-------- RECORDS SUPPLIED
impl<C: Connection> ProtocolClient<C> {
    /// Creates a client in state `New`.
    pub fn new(conn: C, identity: Identity, rng: Box<dyn RandomSource>) -> Self {
        Self {
            conn,
            identity,
            state: ClientState::New,
            rng,
            options: ClientOptions::default(),
        }
    }

    /// Replaces the receive limits.
    #[must_use]
    pub fn with_options(mut self, options: ClientOptions) -> Self {
        self.options = options;
        self
    }

    /// Current state.
    pub const fn state(&self) -> ClientState {
        self.state
    }

    /// The client's identity.
    pub const fn identity(&self) -> &Identity {
        &self.identity
    }

    /// Restores a persisted association before `test_associate`.
    ///
    /// # Errors
    /// `InvalidKey` / `MissingData` for a malformed record.
    pub fn restore_association(&mut self, record: &AssociationRecord) -> Result<()> {
        self.identity.apply_association(record)?;
        debug!(
            client_id = %self.identity.client_id(),
            association_id = %record.association_id,
            "Association restored"
        );
        Ok(())
    }

    /// The underlying connection.
    pub const fn connection(&self) -> &C {
        &self.conn
    }

    /// Opens the connection to KeePassXC.
    ///
    /// # Errors
    /// `StateError` once closed, transport errors otherwise.
    pub async fn connect(&mut self, address: &str) -> Result<()> {
        self.ensure_open("connect")?;
        self.conn.connect(address).await?;
        info!(client_id = %self.identity.client_id(), address = %address, "Connected to KeePassXC");
        Ok(())
    }

    // ========================================
    // Handshake
    // ========================================

    /// Exchanges session public keys in clear.
    ///
    /// # Errors
    /// `HandshakeFailed` if KeePassXC reports failure or sends no usable
    /// key, `NonceMismatch` on a bad reply nonce, transport errors.
    pub async fn change_public_keys(&mut self) -> Result<()> {
        let action = Action::ChangePublicKeys;
        self.ensure_open(action.as_str())?;

        let nonce = Nonce::random(&mut *self.rng);
        let request = Envelope::request(action, self.identity.client_id(), &nonce)
            .with_public_key(self.identity.public_key());
        debug!(action = %action, client_id = %self.identity.client_id(), "Sending public key");

        let result = match self.round_trip(&request, action, self.options.receive_timeout).await {
            Ok(reply) => server_key(&nonce, &reply),
            Err(e) => Err(e),
        };
        let server_key = self.guard(result).await?;

        self.identity.set_peer_key(server_key);
        self.state = ClientState::KeysExchanged;
        info!(
            client_id = %self.identity.client_id(),
            server_key = %server_key.fingerprint(),
            "Public keys exchanged"
        );
        Ok(())
    }

    /// Registers the id key with KeePassXC; the user must approve it there.
    ///
    /// Returns the record to persist.
    ///
    /// # Errors
    /// `AssociationDenied` if the user or KeePassXC refuses, `StateError`
    /// before the key exchange.
    pub async fn associate(&mut self) -> Result<AssociationRecord> {
        let request = AssociateRequest {
            key: *self.identity.public_key(),
            id_key: *self.identity.id_public_key(),
            extra: Map::new(),
        };
        let response = self
            .send_action(&request, self.options.receive_timeout)
            .await
            .map_err(BrowserError::from_associate_failure)?;

        let id = response
            .id
            .filter(|id| !id.is_empty())
            .ok_or_else(|| CoreError::missing("id"))?;
        self.identity.set_association_id(id);
        self.state = ClientState::Associated;
        info!(
            client_id = %self.identity.client_id(),
            association_id = ?self.identity.association_id(),
            "Association approved"
        );
        Ok(self.identity.association_record()?)
    }

    /// Confirms the stored association without creating a new one.
    ///
    /// # Errors
    /// `AssociationRejected` if KeePassXC no longer knows it (fall back to
    /// `associate`), `StateError` without a stored association.
    pub async fn test_associate(&mut self) -> Result<()> {
        let id = self
            .identity
            .association_id()
            .ok_or_else(|| CoreError::invalid_state("test-associate", "an association id"))?
            .to_string();
        let request = TestAssociateRequest {
            id,
            key: *self.identity.id_public_key(),
            extra: Map::new(),
        };
        self.send_action(&request, self.options.receive_timeout)
            .await
            .map_err(BrowserError::from_test_associate_failure)?;

        self.state = ClientState::Active;
        info!(client_id = %self.identity.client_id(), "Association confirmed");
        Ok(())
    }

    // ========================================
    // Generic Exchange
    // ========================================

    /// Sends one encrypted action and returns its typed reply.
    ///
    /// # Errors
    /// - `Remote` if KeePassXC reports failure (session stays usable)
    /// - `NonceMismatch` / `AuthenticationFailed` (session is closed)
    /// - `StateError` before the key exchange or after close
    /// - transport errors, including `Timeout`
    pub async fn send_action<R: ActionRequest>(
        &mut self,
        request: &R,
        timeout: Option<Duration>,
    ) -> Result<R::Response> {
        self.send_action_with_id(request, None, timeout).await
    }

    async fn send_action_with_id<R: ActionRequest>(
        &mut self,
        request: &R,
        request_id: Option<&RequestId>,
        timeout: Option<Duration>,
    ) -> Result<R::Response> {
        let action = R::ACTION;
        self.ensure_keys(action)?;

        let nonce = Nonce::random(&mut *self.rng);
        let payload = request.to_json()?;
        trace!(action = %action, payload = %String::from_utf8_lossy(&payload), "Request payload");

        let mut envelope = Envelope::request(action, self.identity.client_id(), &nonce);
        if let Some(request_id) = request_id {
            envelope = envelope.with_request_id(request_id);
        }
        envelope.message = Some(self.identity.seal(&nonce, &payload)?);
        debug!(action = %action, client_id = %self.identity.client_id(), "Sending request");

        let result = self.complete::<R::Response>(action, &nonce, &envelope, timeout).await;
        self.guard(result).await
    }

    async fn complete<T: ActionResponse>(
        &mut self,
        action: Action,
        nonce: &Nonce,
        envelope: &Envelope,
        timeout: Option<Duration>,
    ) -> Result<T> {
        let mut reply = self.round_trip(envelope, action, timeout).await?;
        let reply_nonce = check_reply(nonce, action, &reply)?;

        if !action.has_encrypted_response() {
            // Clear acknowledgement: the record is read off the envelope itself.
            reply.message = None;
            let record = T::from_json(action, &reply.to_bytes()?)?;
            record.status().check()?;
            debug!(action = %action, "Clear acknowledgement received");
            return Ok(record);
        }

        let reply_nonce = reply_nonce
            .ok_or_else(|| CoreError::malformed(format!("'{action}' reply carries no nonce")))?;
        let sealed = reply
            .message()
            .ok_or_else(|| CoreError::malformed(format!("'{action}' reply carries no message")))?;
        let plaintext = self.identity.open(&reply_nonce, sealed)?;
        trace!(action = %action, payload = %String::from_utf8_lossy(&plaintext), "Reply payload");

        let record = T::from_json(action, &plaintext)?;
        record.status().check()?;
        debug!(action = %action, client_id = %self.identity.client_id(), "Reply accepted");
        Ok(record)
    }

    async fn round_trip(
        &mut self,
        request: &Envelope,
        action: Action,
        timeout: Option<Duration>,
    ) -> Result<Envelope> {
        self.conn.send(&request.to_bytes()?).await?;
        receive_reply(&mut self.conn, action, self.options.max_message_size, timeout).await
    }

    // ========================================
    // Typed Actions
    // ========================================

    /// `get-databasehash`; the hash is in `status.hash`.
    ///
    /// # Errors
    /// See [`Self::send_action`].
    pub async fn get_database_hash(&mut self) -> Result<GetDatabaseHashResponse> {
        self.send_action(&GetDatabaseHashRequest::default(), self.options.receive_timeout)
            .await
    }

    /// `generate-password`, with its own timeout and a request id.
    ///
    /// # Errors
    /// See [`Self::send_action`].
    pub async fn generate_password(&mut self) -> Result<GeneratePasswordResponse> {
        let request_id = RequestId::generate(&mut *self.rng);
        let request = GeneratePasswordRequest {
            request_id: Some(request_id.as_str().to_string()),
            extra: Map::new(),
        };
        self.send_action_with_id(
            &request,
            Some(&request_id),
            self.options.generate_password_timeout,
        )
        .await
    }

    /// `get-logins` for `url`, keyed by this client's association.
    ///
    /// # Errors
    /// `StateError` without an association; see [`Self::send_action`].
    pub async fn get_logins(
        &mut self,
        url: &str,
        submit_url: Option<&str>,
        http_auth: bool,
    ) -> Result<GetLoginsResponse> {
        let request = GetLoginsRequest {
            url: url.to_string(),
            submit_url: submit_url.map(str::to_string),
            http_auth: http_auth.then(|| "true".to_string()),
            keys: vec![self.association_key("get-logins")?],
            extra: Map::new(),
        };
        self.send_action(&request, self.options.receive_timeout).await
    }

    /// `set-login`; the association id is filled in.
    ///
    /// # Errors
    /// `StateError` without an association; see [`Self::send_action`].
    pub async fn set_login(&mut self, mut request: SetLoginRequest) -> Result<SetLoginResponse> {
        request.id = self.association_key("set-login")?.id;
        self.send_action(&request, self.options.receive_timeout).await
    }

    /// `lock-database`; acknowledged in clear.
    ///
    /// # Errors
    /// See [`Self::send_action`].
    pub async fn lock_database(&mut self) -> Result<LockDatabaseResponse> {
        self.send_action(&LockDatabaseRequest::default(), self.options.receive_timeout)
            .await
    }

    /// `get-database-groups`.
    ///
    /// # Errors
    /// See [`Self::send_action`].
    pub async fn get_database_groups(&mut self) -> Result<GetDatabaseGroupsResponse> {
        self.send_action(&GetDatabaseGroupsRequest::default(), self.options.receive_timeout)
            .await
    }

    /// `create-new-group`; `name` may be a `/`-separated path.
    ///
    /// # Errors
    /// See [`Self::send_action`].
    pub async fn create_new_group(&mut self, name: &str) -> Result<CreateNewGroupResponse> {
        let request = CreateNewGroupRequest {
            group_name: name.to_string(),
            extra: Map::new(),
        };
        self.send_action(&request, self.options.receive_timeout).await
    }

    /// `get-totp` for the entry `uuid`.
    ///
    /// # Errors
    /// See [`Self::send_action`].
    pub async fn get_totp(&mut self, uuid: &str) -> Result<GetTotpResponse> {
        let request = GetTotpRequest {
            uuid: uuid.to_string(),
            extra: Map::new(),
        };
        self.send_action(&request, self.options.receive_timeout).await
    }

    // ========================================
    // Notifications
    // ========================================

    /// Waits for an unsolicited notification while no request is in flight.
    ///
    /// Returns `None` when the timeout elapses or a stray frame arrives.
    ///
    /// # Errors
    /// `UnexpectedAction` if something other than a notification arrives,
    /// transport errors other than a timeout.
    pub async fn poll_notification(
        &mut self,
        timeout: Option<Duration>,
    ) -> Result<Option<Notification>> {
        self.ensure_open("poll_notification")?;

        let raw = match self.conn.receive(self.options.max_message_size, timeout).await {
            Ok(raw) => raw,
            Err(e) if e.is_timeout() => return Ok(None),
            Err(e) => return Err(e.into()),
        };
        if raw.len() == STRAY_FRAME_LEN {
            return Ok(None);
        }

        let envelope = Envelope::parse(&raw)?;
        match Notification::from_action(envelope.action()?) {
            Some(notification) => {
                info!(
                    client_id = %self.identity.client_id(),
                    notification = %envelope.action,
                    "Notification received"
                );
                Ok(Some(notification))
            }
            None => Err(CoreError::unexpected("a notification", envelope.action).into()),
        }
    }

    /// Closes the connection. Closing twice is harmless.
    ///
    /// # Errors
    /// Transport errors from the shutdown.
    pub async fn close(&mut self) -> Result<()> {
        self.state = ClientState::Closed;
        self.conn.close().await?;
        debug!(client_id = %self.identity.client_id(), "Client closed");
        Ok(())
    }

    // ========================================
    // Helpers
    // ========================================

    fn ensure_open(&self, operation: &str) -> Result<()> {
        if self.state == ClientState::Closed {
            return Err(CoreError::invalid_state(operation, "an open session").into());
        }
        Ok(())
    }

    fn ensure_keys(&self, action: Action) -> Result<()> {
        self.ensure_open(action.as_str())?;
        if !self.identity.has_peer_key() {
            return Err(CoreError::invalid_state(action.as_str(), "exchanged public keys").into());
        }
        Ok(())
    }

    fn association_key(&self, operation: &str) -> Result<AssociationKey> {
        let id = self
            .identity
            .association_id()
            .ok_or_else(|| CoreError::invalid_state(operation, "an association id"))?;
        Ok(AssociationKey {
            id: id.to_string(),
            key: *self.identity.id_public_key(),
        })
    }

    /// Closes the session if `result` is an integrity failure.
    async fn guard<T>(&mut self, result: Result<T>) -> Result<T> {
        if let Err(e) = &result {
            if e.is_integrity_failure() {
                warn!(
                    client_id = %self.identity.client_id(),
                    error = %e,
                    "Integrity failure, closing session"
                );
                self.state = ClientState::Closed;
                // The session is already unusable; a failed shutdown changes nothing.
                let _ = self.conn.close().await;
            }
        }
        result
    }
}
----------------
## BRIEF
Retype the entries above exactly, but only from the line containing "let request = CreateNewGroupRequest" through the line containing "pub async fn get_totp(&mut", both included.

## SOLVED EXERCISE
        let request = CreateNewGroupRequest {
            group_name: name.to_string(),
            extra: Map::new(),
        };
        self.send_action(&request, self.options.receive_timeout).await
    }

    /// `get-totp` for the entry `uuid`.
    ///
    /// # Errors
    /// See [`Self::send_action`].
    pub async fn get_totp(&mut self, uuid: &str) -> Result<GetTotpResponse> {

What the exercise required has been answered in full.